[Start of section]

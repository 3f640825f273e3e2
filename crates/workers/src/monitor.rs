// SPDX-License-Identifier: BUSL-1.1
// Copyright (c) 2026 Alfred Jean LLC

//! Periodic monitor that runs until stopped or disabled

use crate::Callback;
use std::sync::atomic::{AtomicBool, AtomicU64, Ordering};
use std::time::Duration;
use strand_core::{Worker, WorkerControl, WorkerError};

const DEFAULT_INTERVAL: Duration = Duration::from_millis(1000);

/// Runs a check every interval.
///
/// Without a callback each check just logs its sequence number.
pub struct MonitorWorker {
    control: WorkerControl,
    interval_ms: AtomicU64,
    callback: Option<Callback>,
    enabled: AtomicBool,
    iterations: AtomicU64,
}

impl MonitorWorker {
    pub fn new(interval: Duration) -> Self {
        Self {
            control: WorkerControl::new(),
            interval_ms: AtomicU64::new(millis(interval)),
            callback: None,
            enabled: AtomicBool::new(true),
            iterations: AtomicU64::new(0),
        }
    }

    pub fn with_callback(
        mut self,
        callback: impl Fn() -> Result<(), WorkerError> + Send + Sync + 'static,
    ) -> Self {
        self.callback = Some(Box::new(callback));
        self
    }

    /// Checks performed so far
    pub fn iteration_count(&self) -> u64 {
        self.iterations.load(Ordering::SeqCst)
    }

    /// A disabled monitor leaves its loop before the next check
    pub fn set_enabled(&self, enabled: bool) {
        self.enabled.store(enabled, Ordering::SeqCst);
    }

    pub fn is_enabled(&self) -> bool {
        self.enabled.load(Ordering::SeqCst)
    }

    /// Takes effect from the next wait
    pub fn set_interval(&self, interval: Duration) {
        self.interval_ms.store(millis(interval), Ordering::SeqCst);
    }

    pub fn interval(&self) -> Duration {
        Duration::from_millis(self.interval_ms.load(Ordering::SeqCst))
    }

    fn check(&self, n: u64) {
        match &self.callback {
            Some(callback) => {
                if let Err(e) = callback() {
                    self.on_error(&WorkerError::callback("Monitor callback failed", e).to_string());
                }
            }
            None => tracing::info!(worker_type = self.type_name(), check = n, "monitoring check"),
        }
    }
}

impl Default for MonitorWorker {
    fn default() -> Self {
        Self::new(DEFAULT_INTERVAL)
    }
}

impl Worker for MonitorWorker {
    fn control(&self) -> &WorkerControl {
        &self.control
    }

    fn run(&self) -> Result<(), WorkerError> {
        while self.should_continue() && self.is_enabled() {
            let n = self.iterations.fetch_add(1, Ordering::SeqCst) + 1;
            self.check(n);
            if !self.control.sleep(self.interval()) {
                break;
            }
        }
        Ok(())
    }

    fn type_name(&self) -> &str {
        "MonitorWorker"
    }

    fn description(&self) -> String {
        format!("Monitor worker with {}ms interval", self.interval().as_millis())
    }

    fn on_stop(&self) {
        self.set_enabled(false);
        tracing::info!(
            worker_type = self.type_name(),
            checks = self.iteration_count(),
            "monitoring stopped"
        );
    }

    fn on_error(&self, error: &str) {
        tracing::warn!(worker_type = self.type_name(), error, "monitor check failed");
    }
}

pub(crate) fn millis(duration: Duration) -> u64 {
    u64::try_from(duration.as_millis()).unwrap_or(u64::MAX)
}

#[cfg(test)]
#[path = "monitor_tests.rs"]
mod tests;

[End of section]

YOUR TASK
Reproducing the whole listing above is not the task. Copy exactly only the lines from the one with "const DEFAULT_INTERVAL: Duration" to the one with "the next check", both kept.

RESULT
const DEFAULT_INTERVAL: Duration = Duration::from_millis(1000);

/// Runs a check every interval.
///
/// Without a callback each check just logs its sequence number.
pub struct MonitorWorker {
    control: WorkerControl,
    interval_ms: AtomicU64,
    callback: Option<Callback>,
    enabled: AtomicBool,
    iterations: AtomicU64,
}

impl MonitorWorker {
    pub fn new(interval: Duration) -> Self {
        Self {
            control: WorkerControl::new(),
            interval_ms: AtomicU64::new(millis(interval)),
            callback: None,
            enabled: AtomicBool::new(true),
            iterations: AtomicU64::new(0),
        }
    }

    pub fn with_callback(
        mut self,
        callback: impl Fn() -> Result<(), WorkerError> + Send + Sync + 'static,
    ) -> Self {
        self.callback = Some(Box::new(callback));
        self
    }

    /// Checks performed so far
    pub fn iteration_count(&self) -> u64 {
        self.iterations.load(Ordering::SeqCst)
    }

    /// A disabled monitor leaves its loop before the next check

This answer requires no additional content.